Carrie Curlee, a farmer and co-owner of Crest Point Farms in Nevada County, said like all farmers she has an affinity for the pigs she raises.

“I don’t name the ones that are going to go to market,” Curlee said. “I name the ones that are going to have babies and the boar.”

Curlee said she and her husband are conscious like all farmers about how they raise their 30 pigs and have made a conscious effort not to confine their pigs in any stage of their farming.

“We never have them closed up,” she said. “They’re always out in the fields. And so, we just want to have happy animals.”

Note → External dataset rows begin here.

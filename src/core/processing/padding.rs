use image::{DynamicImage, Rgb, RgbImage, Rgba, RgbaImage, imageops};
use tracing::info;

use crate::types::Dimensions;

/// Background the resized image is centered on
#[derive(Copy, Clone, PartialEq, Eq, Debug)]
pub enum Canvas {
    /// RGBA filled with (255, 255, 255, 0)
    TransparentWhite,
    /// Opaque RGB white
    White,
}

/// Top-left offset that centers `inner` in `outer` (integer division).
pub fn center_offsets(inner: Dimensions, outer: Dimensions) -> (u32, u32) {
    (
        outer.width.saturating_sub(inner.width) / 2,
        outer.height.saturating_sub(inner.height) / 2,
    )
}

/// Place `img` at the center of a `target` sized canvas.
///
/// On a transparent canvas the RGBA pixels are copied as-is; on a white canvas
/// alpha is dropped.
pub fn pad_to_canvas(img: &RgbaImage, target: Dimensions, canvas: Canvas) -> DynamicImage {
    let inner = Dimensions::new(img.width(), img.height());
    let (pad_left, pad_top) = center_offsets(inner, target);

    info!(
        "Adding padding: inner={}, pad_left={}, pad_top={}, final={}",
        inner, pad_left, pad_top, target
    );

    match canvas {
        Canvas::TransparentWhite => {
            let mut padded =
                RgbaImage::from_pixel(target.width, target.height, Rgba([255, 255, 255, 0]));
            imageops::replace(&mut padded, img, pad_left as i64, pad_top as i64);
            DynamicImage::ImageRgba8(padded)
        }
        Canvas::White => {
            let rgb = DynamicImage::ImageRgba8(img.clone()).to_rgb8();
            let mut padded = RgbImage::from_pixel(target.width, target.height, Rgb([255, 255, 255]));
            imageops::replace(&mut padded, &rgb, pad_left as i64, pad_top as i64);
            DynamicImage::ImageRgb8(padded)
        }
    }
}

#[cfg(test)]
mod tests {
    use super::*;
    use image::GenericImageView;

    #[test]
    fn offsets_round_down() {
        assert_eq!(
            center_offsets(Dimensions::new(10, 7), Dimensions::new(20, 20)),
            (5, 6)
        );
        assert_eq!(
            center_offsets(Dimensions::new(20, 20), Dimensions::new(20, 20)),
            (0, 0)
        );
    }

    #[test]
    fn transparent_canvas_keeps_alpha() {
        let inner = RgbaImage::from_pixel(2, 4, Rgba([200, 0, 0, 255]));
        let out = pad_to_canvas(&inner, Dimensions::new(6, 4), Canvas::TransparentWhite);
        assert_eq!(out.dimensions(), (6, 4));
        assert_eq!(out.get_pixel(0, 0), Rgba([255, 255, 255, 0]));
        assert_eq!(out.get_pixel(2, 1), Rgba([200, 0, 0, 255]));
        assert_eq!(out.get_pixel(3, 3), Rgba([200, 0, 0, 255]));
        assert_eq!(out.get_pixel(4, 0), Rgba([255, 255, 255, 0]));
    }

    #[test]
    fn white_canvas_is_opaque_rgb() {
        let inner = RgbaImage::from_pixel(4, 2, Rgba([0, 0, 200, 255]));
        let out = pad_to_canvas(&inner, Dimensions::new(4, 6), Canvas::White);
        assert!(matches!(out, DynamicImage::ImageRgb8(_)));
        assert_eq!(out.get_pixel(0, 0), Rgba([255, 255, 255, 255]));
        assert_eq!(out.get_pixel(1, 2), Rgba([0, 0, 200, 255]));
        assert_eq!(out.get_pixel(1, 5), Rgba([255, 255, 255, 255]));
    }
}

Their methods are of even more importance now to their business as California’s Proposition 12 came into full effect on Jan. 1, meaning any pork sold in the state must come from a farm that allows breeding pigs at least 24 square feet of room, up from the usual 12 square feet, when female pigs are being held separately during pregnancy, and after piglets are just born.

Animal rights groups for years have said female pigs not having the ability to turn around in their current sized gestation crates as inhumane.

As the first state to have such standards for the $26 billion industry, it’s an important first step for setting standards, said Chris Holbein with the U.S. Humane Society.

“Prop. 12 being implemented in California is huge for farm animals,” Holbein said. “It really sets a new standard for other states to follow.”

 

The National Pork Producers Council reports 13% of domestic pork sales are to California.

And these changes will hurt and cost large-scale farmers millions who care just as much as small-scale farmers about their pigs, according to the council’s chief legal strategist Michael Formica.

“They’re not in any way shape or form rich,” Formica said. “They’re working class, hardworking, farm families, who are going to have a really difficult time.”

Several federal lawmakers have introduced legislation to curb the regulations in what they believe is California trying to regulate other state’s commercial practices.

For Curlee and her pigs, she said she’s seen a renewed surge in people concerned about where their meat comes from and farm practices.

“Not only meat that is clean,” she said. “But also that it has been raised in open air, raised in a way where they’re not being given any injections of any kind.”

And why she said her customers are happy to buy from her, not only for the taste, but for how the pigs spend their days before market.